TO DO -> Wherever a line of the records contains "this", copy that line.

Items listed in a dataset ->
//! Websocket session host for the sync engine.
//!
//! DESIGN
//! ======
//! `Session` owns one [`SyncEngine`] and at most one live socket. It carries
//! out the engine's actions (encode and send, log presence and notices) and
//! feeds decoded relay frames back into it. A timer tick runs whenever the
//! socket is idle so batched stroke points and held cursor positions flush
//! on time.
//!
//! Reliability comes from reconnect-and-replay, not acks: when the socket
//! drops, the engine is told, the session reconnects with exponential
//! backoff, rejoins the room, and the relay replays its stroke log.

#[cfg(test)]
#[path = "session_test.rs"]
mod session_test;

use std::time::Duration;

use canvas::engine::{Action, SyncConfig, SyncEngine};
use frames::{ClientMessage, ServerMessage, UserRecord, now_ms};
use futures_util::{SinkExt, StreamExt};
use tokio::net::TcpStream;
use tokio::time::Instant;
use tokio_tungstenite::tungstenite::Message;
use tokio_tungstenite::{MaybeTlsStream, WebSocketStream, connect_async};
use tracing::{debug, info, warn};

use crate::error::CliError;

type WsStream = WebSocketStream<MaybeTlsStream<TcpStream>>;

const BACKOFF_MIN: Duration = Duration::from_secs(1);
const BACKOFF_MAX: Duration = Duration::from_secs(10);
const JOIN_TIMEOUT: Duration = Duration::from_secs(5);

// =============================================================================
// OPTIONS
// =============================================================================

/// Frame encoding used for outbound messages.
#[derive(Debug, Clone, Copy, PartialEq, Eq, Default, clap::ValueEnum)]
pub enum Encoding {
    #[default]
    Json,
    Protobuf,
}

#[derive(Debug, Clone)]
pub struct SessionOptions {
    pub ws_url: String,
    pub room_id: String,
    pub user: UserRecord,
    pub encoding: Encoding,
    /// Idle timer period driving `SyncEngine::tick`.
    pub tick: Duration,
    /// Give up after this many failed connects in a row. `None` retries forever.
    pub max_attempts: Option<u32>,
}

/// Derive the relay websocket URL from an HTTP base URL.
///
/// # Errors
///
/// Returns [`CliError::InvalidBaseUrl`] unless the scheme is http or https.
pub fn ws_url(base_url: &str) -> Result<String, CliError> {
    let base = base_url.trim_end_matches('/');
    if let Some(rest) = base.strip_prefix("http://") {
        return Ok(format!("ws://{rest}/api/ws"));
    }
    if let Some(rest) = base.strip_prefix("https://") {
        return Ok(format!("wss://{rest}/api/ws"));
    }
    Err(CliError::InvalidBaseUrl(base_url.to_owned()))
}

// =============================================================================
// BACKOFF
// =============================================================================

/// Exponential reconnect delay, doubling from one to ten seconds.
#[derive(Debug, Clone)]
pub struct Backoff {
    next: Duration,
}

impl Default for Backoff {
    fn default() -> Self {
        Self { next: BACKOFF_MIN }
    }
}

impl Backoff {
    /// Delay to wait now; the following call returns double, up to the cap.
    pub fn next_delay(&mut self) -> Duration {
        let delay = self.next;
        self.next = (self.next * 2).min(BACKOFF_MAX);
        delay
    }

    pub fn reset(&mut self) {
        self.next = BACKOFF_MIN;
    }
}

// =============================================================================
// CODEC
// =============================================================================

/// Encode an outbound message as a websocket frame.
///
/// # Errors
///
/// Returns [`CliError::Codec`] if serialization fails.
pub fn encode(encoding: Encoding, msg: &ClientMessage) -> Result<Message, CliError> {
    Ok(match encoding {
        Encoding::Json => Message::text(frames::to_json(msg)?),
        Encoding::Protobuf => Message::binary(frames::encode_message(msg)?),
    })
}

/// Decode a relay frame. Control frames yield `None`.
///
/// # Errors
///
/// Returns [`CliError::WsClosed`] for a close frame and [`CliError::Codec`]
/// for a payload that is not a relay message.
pub fn decode(frame: &Message) -> Result<Option<ServerMessage>, CliError> {
    match frame {
        Message::Text(text) => Ok(Some(frames::from_json(text.as_str())?)),
        Message::Binary(bytes) => Ok(Some(frames::decode_message(bytes)?)),
        Message::Close(_) => Err(CliError::WsClosed),
        Message::Ping(_) | Message::Pong(_) | Message::Frame(_) => Ok(None),
    }
}

enum Wake {
    Frame(Option<Result<Message, tokio_tungstenite::tungstenite::Error>>),
    Tick,
}

// =============================================================================
// SESSION
// =============================================================================

pub struct Session {
    engine: SyncEngine,
    opts: SessionOptions,
    stream: Option<WsStream>,
    backoff: Backoff,
}

impl Session {
    #[must_use]
    pub fn new(opts: SessionOptions) -> Self {
        let mut engine = SyncEngine::new(opts.user.clone(), &SyncConfig::default());
        // Not connected yet, so this only records the room.
        engine.join_room(opts.room_id.clone());
        Self { engine, opts, stream: None, backoff: Backoff::default() }
    }

    #[must_use]
    pub fn engine(&self) -> &SyncEngine {
        &self.engine
    }

    pub fn engine_mut(&mut self) -> &mut SyncEngine {
        &mut self.engine
    }

    /// Connect and join, retrying with backoff.
    ///
    /// # Errors
    ///
    /// Returns the last connect error once `max_attempts` is exhausted, or a
    /// [`CliError::ServerError`] if the relay refuses the join.
    pub async fn connect(&mut self) -> Result<(), CliError> {
        let mut attempt: u32 = 0;
        loop {
            attempt = attempt.saturating_add(1);
            match self.try_connect().await {
                Ok(()) => {
                    self.backoff.reset();
                    return Ok(());
                }
                Err(err) if !err.is_disconnect() => return Err(err),
                Err(err) if self.opts.max_attempts.is_some_and(|max| attempt >= max) => return Err(err),
                Err(err) => {
                    self.drop_connection();
                    let delay = self.backoff.next_delay();
                    warn!(%err, attempt, delay_ms = delay.as_millis(), "connect failed; retrying");
                    tokio::time::sleep(delay).await;
                }
            }
        }
    }

    async fn try_connect(&mut self) -> Result<(), CliError> {
        let (stream, _) = connect_async(self.opts.ws_url.as_str()).await?;
        info!(url = %self.opts.ws_url, room = %self.opts.room_id, "connected");
        self.stream = Some(stream);

        let actions = self.engine.on_connected();
        self.apply(actions).await?;
        tokio::time::timeout(JOIN_TIMEOUT, self.await_joined()).await.map_err(|_| CliError::Timeout)?
    }

    async fn await_joined(&mut self) -> Result<(), CliError> {
        loop {
            let Some(msg) = self.recv().await? else {
                continue;
            };
            if let ServerMessage::RoomError { message } = &msg {
                return Err(CliError::ServerError { context: "join-room".to_owned(), message: message.clone() });
            }
            let joined = matches!(msg, ServerMessage::RoomJoined { .. });
            self.deliver(msg).await?;
            if joined && self.engine.is_joined() {
                info!(room = %self.opts.room_id, peers = self.engine.peers().count(), "joined room");
                return Ok(());
            }
        }
    }

    async fn recv(&mut self) -> Result<Option<ServerMessage>, CliError> {
        let stream = self.stream.as_mut().ok_or(CliError::WsClosed)?;
        let frame = stream.next().await.ok_or(CliError::WsClosed)??;
        decode(&frame)
    }

    async fn deliver(&mut self, msg: ServerMessage) -> Result<(), CliError> {
        let actions = self.engine.handle_server(msg, now_ms());
        self.apply(actions).await
    }

    /// Carry out engine actions.
    ///
    /// # Errors
    ///
    /// Returns a websocket error if a send fails.
    pub async fn apply(&mut self, actions: Vec<Action>) -> Result<(), CliError> {
        for action in actions {
            match action {
                Action::Send(msg) => self.send(&msg).await?,
                Action::RenderNeeded => debug!(strokes = self.engine.drawings().len(), "drawing set changed"),
                Action::PresenceChanged => debug!(peers = self.engine.peers().count(), "presence changed"),
                Action::Notify(message) => warn!(%message, "relay notice"),
            }
        }
        Ok(())
    }

    async fn send(&mut self, msg: &ClientMessage) -> Result<(), CliError> {
        let Some(stream) = self.stream.as_mut() else {
            debug!(event = msg.event(), "offline; message not sent");
            return Ok(());
        };
        stream.send(encode(self.opts.encoding, msg)?).await?;
        Ok(())
    }

    /// Like [`Self::apply`], but a lost connection is re-established.
    ///
    /// # Errors
    ///
    /// Returns any error that is not a disconnect, or the reconnect failure.
    pub async fn dispatch(&mut self, actions: Vec<Action>) -> Result<(), CliError> {
        match self.apply(actions).await {
            Err(err) if err.is_disconnect() => self.reconnect(err).await,
            other => other,
        }
    }

    /// Wait for one relay message or one tick, whichever comes first.
    ///
    /// Returns the message handled, or `None` for a tick, a control frame or
    /// an undecodable frame.
    ///
    /// # Errors
    ///
    /// Returns a disconnect error if the socket closed or failed.
    pub async fn step(&mut self) -> Result<Option<ServerMessage>, CliError> {
        let stream = self.stream.as_mut().ok_or(CliError::WsClosed)?;
        let wake = tokio::select! {
            frame = stream.next() => Wake::Frame(frame),
            () = tokio::time::sleep(self.opts.tick) => Wake::Tick,
        };

        match wake {
            Wake::Tick => {
                let actions = self.engine.tick(now_ms());
                self.apply(actions).await?;
                Ok(None)
            }
            Wake::Frame(frame) => {
                let frame = frame.ok_or(CliError::WsClosed)??;
                let msg = match decode(&frame) {
                    Ok(Some(msg)) => msg,
                    Ok(None) => return Ok(None),
                    Err(CliError::Codec(err)) => {
                        warn!(%err, "undecodable relay frame");
                        return Ok(None);
                    }
                    Err(err) => return Err(err),
                };
                self.deliver(msg.clone()).await?;
                Ok(Some(msg))
            }
        }
    }

    /// Keep the session serviced for `duration`, reconnecting if needed.
    /// Returns the relay messages handled meanwhile.
    ///
    /// # Errors
    ///
    /// Returns any error that is not a disconnect, or the reconnect failure.
    pub async fn pause(&mut self, duration: Duration) -> Result<Vec<ServerMessage>, CliError> {
        let deadline = Instant::now() + duration;
        let mut seen = Vec::new();
        while Instant::now() < deadline {
            match self.step().await {
                Ok(Some(msg)) => seen.push(msg),
                Ok(None) => {}
                Err(err) if err.is_disconnect() => self.reconnect(err).await?,
                Err(err) => return Err(err),
            }
        }
        Ok(seen)
    }

    /// Handle a lost connection and connect again.
    ///
    /// # Errors
    ///
    /// Returns the connect failure once retries are exhausted.
    pub async fn reconnect(&mut self, cause: CliError) -> Result<(), CliError> {
        warn!(%cause, "connection lost");
        self.drop_connection();
        self.connect().await
    }

    fn drop_connection(&mut self) {
        self.stream = None;
        // Disconnected engine emits no sends.
        for action in self.engine.on_disconnected() {
            debug!(?action, "while disconnecting");
        }
    }

    /// Leave the room and close the socket.
    ///
    /// # Errors
    ///
    /// Returns a websocket error if the leave or close frame cannot be sent.
    pub async fn close(&mut self) -> Result<(), CliError> {
        let actions = self.engine.leave_room();
        self.apply(actions).await?;
        if let Some(mut stream) = self.stream.take() {
            stream.close(None).await?;
        }
        Ok(())
    }
}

YOUR SOLUTION ->
    /// Give up after this many failed connects in a row. `None` retries forever.
        // Not connected yet, so this only records the room.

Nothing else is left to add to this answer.